What you are asked to do —
Report how many lines of the records below include the word "from". Give nothing but the number.

(Extracted data Opens)

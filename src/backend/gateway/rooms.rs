/**
 * Room Registry
 *
 * Rooms are named groups of connections. A connection in a room holds
 * its outbound queue sender in the registry; broadcasting to the room
 * pushes the event onto every member's queue, including the member
 * that caused the event. Delivery to the socket itself happens on each
 * connection's writer task.
 *
 * # Room Names
 *
 * - `channel:<id>` - Everyone watching a channel
 * - `user:<email>` - Every open socket of one user
 *
 * Empty rooms are removed as soon as their last member leaves, so the
 * registry never accumulates names from channels nobody watches.
 */
use std::collections::{HashMap, HashSet};
use std::sync::Mutex;
use tokio::sync::mpsc::UnboundedSender;

use crate::shared::events::ServerEvent;

/// Room name for a channel's broadcast group
pub fn channel_room(channel_id: i64) -> String {
    format!("channel:{}", channel_id)
}

/// Room name for a user's personal notification group
pub fn user_room(email: &str) -> String {
    format!("user:{}", email)
}

/// Tracks which connections are in which rooms
pub struct RoomRegistry {
    rooms: Mutex<HashMap<String, HashMap<u64, UnboundedSender<ServerEvent>>>>,
}

impl RoomRegistry {
    pub fn new() -> Self {
        Self {
            rooms: Mutex::new(HashMap::new()),
        }
    }

    /// Add a connection to a room; joining twice just refreshes the sender
    pub fn join(&self, room: &str, connection_id: u64, sender: UnboundedSender<ServerEvent>) {
        let mut rooms = self.rooms.lock().unwrap();
        rooms
            .entry(room.to_string())
            .or_default()
            .insert(connection_id, sender);
    }

    /// Remove a connection from a room; a no-op when not a member
    pub fn leave(&self, room: &str, connection_id: u64) {
        let mut rooms = self.rooms.lock().unwrap();
        if let Some(members) = rooms.get_mut(room) {
            members.remove(&connection_id);
            if members.is_empty() {
                rooms.remove(room);
            }
        }
    }

    /// Remove a closing connection from every room it joined
    pub fn remove_connection(&self, connection_id: u64, joined: &HashSet<String>) {
        let mut rooms = self.rooms.lock().unwrap();
        for room in joined {
            if let Some(members) = rooms.get_mut(room) {
                members.remove(&connection_id);
                if members.is_empty() {
                    rooms.remove(room);
                }
            }
        }
    }

    /// Push an event to every member of a room
    ///
    /// Returns the number of queues the event reached. Sends to
    /// connections that are mid-close fail silently; their cleanup
    /// removes them from the registry moments later.
    pub fn broadcast(&self, room: &str, event: &ServerEvent) -> usize {
        let senders: Vec<UnboundedSender<ServerEvent>> = {
            let rooms = self.rooms.lock().unwrap();
            match rooms.get(room) {
                Some(members) => members.values().cloned().collect(),
                None => Vec::new(),
            }
        };

        if senders.is_empty() {
            tracing::debug!("Broadcast to empty room {}", room);
            return 0;
        }

        let mut delivered = 0;
        for sender in senders {
            if sender.send(event.clone()).is_ok() {
                delivered += 1;
            }
        }
        delivered
    }

    /// Number of connections currently in a room
    pub fn member_count(&self, room: &str) -> usize {
        let rooms = self.rooms.lock().unwrap();
        rooms.get(room).map(|members| members.len()).unwrap_or(0)
    }

    /// Number of rooms with at least one member
    pub fn room_count(&self) -> usize {
        self.rooms.lock().unwrap().len()
    }
}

(Extracted data Closes)

Answer area —
4